Work required.
Repeat, without any change, the entries presented below.

Collected data entries.

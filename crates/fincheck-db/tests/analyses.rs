//! Store tests against a private in-memory database.

use fincheck_core::NewAnalysis;
use fincheck_db::{connect_ephemeral, insert_analysis, list_analyses};

fn analysis(company: &str, verdict: &str, date: &str) -> NewAnalysis {
    NewAnalysis {
        company_name: company.to_string(),
        description: format!("{company} quarterly filing summary."),
        verdict: verdict.to_string(),
        date: date.to_string(),
    }
}

#[tokio::test]
async fn insert_then_list_round_trips_every_field() {
    let pool = connect_ephemeral().await.expect("pool");
    let new = NewAnalysis {
        company_name: "Acme Corp".to_string(),
        description: "Record profits reported.".to_string(),
        verdict: "Positive".to_string(),
        date: "2024-01-15".to_string(),
    };

    let stored = insert_analysis(&pool, &new).await.expect("insert");
    let listed = list_analyses(&pool).await.expect("list");

    assert_eq!(listed.len(), 1);
    let got = &listed[0];
    assert_eq!(got.id, stored.id);
    assert_eq!(got.company_name, "Acme Corp");
    assert_eq!(got.description, "Record profits reported.");
    assert_eq!(got.verdict, "Positive");
    assert_eq!(got.date, "2024-01-15");
    assert_eq!(got.created_at, stored.created_at);
    assert_eq!(got.timestamp(), stored.created_at.format("%Y-%m-%d %H:%M:%S").to_string());
}

#[tokio::test]
async fn fields_are_stored_verbatim() {
    let pool = connect_ephemeral().await.expect("pool");
    let new = NewAnalysis {
        company_name: "  Ünïcode & Sons, Ltd.  ".to_string(),
        description: "Line one\nLine two \"quoted\"".to_string(),
        verdict: "positive-ish".to_string(),
        date: "sometime in Q3".to_string(),
    };

    insert_analysis(&pool, &new).await.expect("insert");
    let listed = list_analyses(&pool).await.expect("list");

    assert_eq!(listed[0].company_name, new.company_name);
    assert_eq!(listed[0].description, new.description);
    assert_eq!(listed[0].verdict, new.verdict);
    assert_eq!(listed[0].date, new.date);
}

#[tokio::test]
async fn list_is_newest_first() {
    let pool = connect_ephemeral().await.expect("pool");

    let first = insert_analysis(&pool, &analysis("First", "Positive", "2024-01-01"))
        .await
        .expect("insert first");
    let second = insert_analysis(&pool, &analysis("Second", "Negative", "2024-01-02"))
        .await
        .expect("insert second");
    let third = insert_analysis(&pool, &analysis("Third", "Positive", "2024-01-03"))
        .await
        .expect("insert third");

    let listed = list_analyses(&pool).await.expect("list");
    let ids: Vec<i64> = listed.iter().map(|r| r.id).collect();
    assert_eq!(ids, vec![third.id, second.id, first.id]);

    for pair in listed.windows(2) {
        assert!(
            pair[0].created_at >= pair[1].created_at,
            "created_at must be non-increasing: {:?} then {:?}",
            pair[0].created_at,
            pair[1].created_at
        );
    }
}

#[tokio::test]
async fn ids_are_assigned_and_unique() {
    let pool = connect_ephemeral().await.expect("pool");
    let same = analysis("Duplicate Inc", "Negative", "2024-05-05");

    let a = insert_analysis(&pool, &same).await.expect("insert a");
    let b = insert_analysis(&pool, &same).await.expect("insert b");

    assert_ne!(a.id, b.id, "identical submissions are not deduplicated");
    assert_eq!(list_analyses(&pool).await.expect("list").len(), 2);
}

#[tokio::test]
async fn empty_store_lists_nothing() {
    let pool = connect_ephemeral().await.expect("pool");
    assert!(list_analyses(&pool).await.expect("list").is_empty());
}

#[tokio::test]
async fn created_at_has_no_database_default() {
    let pool = connect_ephemeral().await.expect("pool");

    let result = sqlx::query(
        "INSERT INTO analyses (company_name, description, verdict, date) \
         VALUES ('Acme Corp', 'Record profits reported.', 'Positive', '2024-01-15')",
    )
    .execute(&pool)
    .await;

    assert!(result.is_err(), "insert without created_at must be rejected");
    assert!(list_analyses(&pool).await.expect("list").is_empty());
}

#[tokio::test]
async fn stored_created_at_is_rfc3339_text() {
    let pool = connect_ephemeral().await.expect("pool");
    let stored = insert_analysis(&pool, &analysis("Acme Corp", "Positive", "2024-01-15"))
        .await
        .expect("insert");

    let raw: String = sqlx::query_scalar("SELECT created_at FROM analyses WHERE id = ?1")
        .bind(stored.id)
        .fetch_one(&pool)
        .await
        .expect("raw created_at");

    let parsed = chrono::DateTime::parse_from_rfc3339(&raw).expect("rfc3339 text");
    assert_eq!(parsed.offset().local_minus_utc(), 0, "got {raw}");
}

Response to this task.
filename crates/fincheck-db/tests/analyses.rs
//! Store tests against a private in-memory database.

use fincheck_core::NewAnalysis;
use fincheck_db::{connect_ephemeral, insert_analysis, list_analyses};

fn analysis(company: &str, verdict: &str, date: &str) -> NewAnalysis {
    NewAnalysis {
        company_name: company.to_string(),
        description: format!("{company} quarterly filing summary."),
        verdict: verdict.to_string(),
        date: date.to_string(),
    }
}

#[tokio::test]
async fn insert_then_list_round_trips_every_field() {
    let pool = connect_ephemeral().await.expect("pool");
    let new = NewAnalysis {
        company_name: "Acme Corp".to_string(),
        description: "Record profits reported.".to_string(),
        verdict: "Positive".to_string(),
        date: "2024-01-15".to_string(),
    };

    let stored = insert_analysis(&pool, &new).await.expect("insert");
    let listed = list_analyses(&pool).await.expect("list");

    assert_eq!(listed.len(), 1);
    let got = &listed[0];
    assert_eq!(got.id, stored.id);
    assert_eq!(got.company_name, "Acme Corp");
    assert_eq!(got.description, "Record profits reported.");
    assert_eq!(got.verdict, "Positive");
    assert_eq!(got.date, "2024-01-15");
    assert_eq!(got.created_at, stored.created_at);
    assert_eq!(got.timestamp(), stored.created_at.format("%Y-%m-%d %H:%M:%S").to_string());
}

#[tokio::test]
async fn fields_are_stored_verbatim() {
    let pool = connect_ephemeral().await.expect("pool");
    let new = NewAnalysis {
        company_name: "  Ünïcode & Sons, Ltd.  ".to_string(),
        description: "Line one\nLine two \"quoted\"".to_string(),
        verdict: "positive-ish".to_string(),
        date: "sometime in Q3".to_string(),
    };

    insert_analysis(&pool, &new).await.expect("insert");
    let listed = list_analyses(&pool).await.expect("list");

    assert_eq!(listed[0].company_name, new.company_name);
    assert_eq!(listed[0].description, new.description);
    assert_eq!(listed[0].verdict, new.verdict);
    assert_eq!(listed[0].date, new.date);
}

#[tokio::test]
async fn list_is_newest_first() {
    let pool = connect_ephemeral().await.expect("pool");

    let first = insert_analysis(&pool, &analysis("First", "Positive", "2024-01-01"))
        .await
        .expect("insert first");
    let second = insert_analysis(&pool, &analysis("Second", "Negative", "2024-01-02"))
        .await
        .expect("insert second");
    let third = insert_analysis(&pool, &analysis("Third", "Positive", "2024-01-03"))
        .await
        .expect("insert third");

    let listed = list_analyses(&pool).await.expect("list");
    let ids: Vec<i64> = listed.iter().map(|r| r.id).collect();
    assert_eq!(ids, vec![third.id, second.id, first.id]);

    for pair in listed.windows(2) {
        assert!(
            pair[0].created_at >= pair[1].created_at,
            "created_at must be non-increasing: {:?} then {:?}",
            pair[0].created_at,
            pair[1].created_at
        );
    }
}

#[tokio::test]
async fn ids_are_assigned_and_unique() {
    let pool = connect_ephemeral().await.expect("pool");
    let same = analysis("Duplicate Inc", "Negative", "2024-05-05");

    let a = insert_analysis(&pool, &same).await.expect("insert a");
    let b = insert_analysis(&pool, &same).await.expect("insert b");

    assert_ne!(a.id, b.id, "identical submissions are not deduplicated");
    assert_eq!(list_analyses(&pool).await.expect("list").len(), 2);
}

#[tokio::test]
async fn empty_store_lists_nothing() {
    let pool = connect_ephemeral().await.expect("pool");
    assert!(list_analyses(&pool).await.expect("list").is_empty());
}

#[tokio::test]
async fn created_at_has_no_database_default() {
    let pool = connect_ephemeral().await.expect("pool");

    let result = sqlx::query(
        "INSERT INTO analyses (company_name, description, verdict, date) \
         VALUES ('Acme Corp', 'Record profits reported.', 'Positive', '2024-01-15')",
    )
    .execute(&pool)
    .await;

    assert!(result.is_err(), "insert without created_at must be rejected");
    assert!(list_analyses(&pool).await.expect("list").is_empty());
}

#[tokio::test]
async fn stored_created_at_is_rfc3339_text() {
    let pool = connect_ephemeral().await.expect("pool");
    let stored = insert_analysis(&pool, &analysis("Acme Corp", "Positive", "2024-01-15"))
        .await
        .expect("insert");

    let raw: String = sqlx::query_scalar("SELECT created_at FROM analyses WHERE id = ?1")
        .bind(stored.id)
        .fetch_one(&pool)
        .await
        .expect("raw created_at");

    let parsed = chrono::DateTime::parse_from_rfc3339(&raw).expect("rfc3339 text");
    assert_eq!(parsed.offset().local_minus_utc(), 0, "got {raw}");
}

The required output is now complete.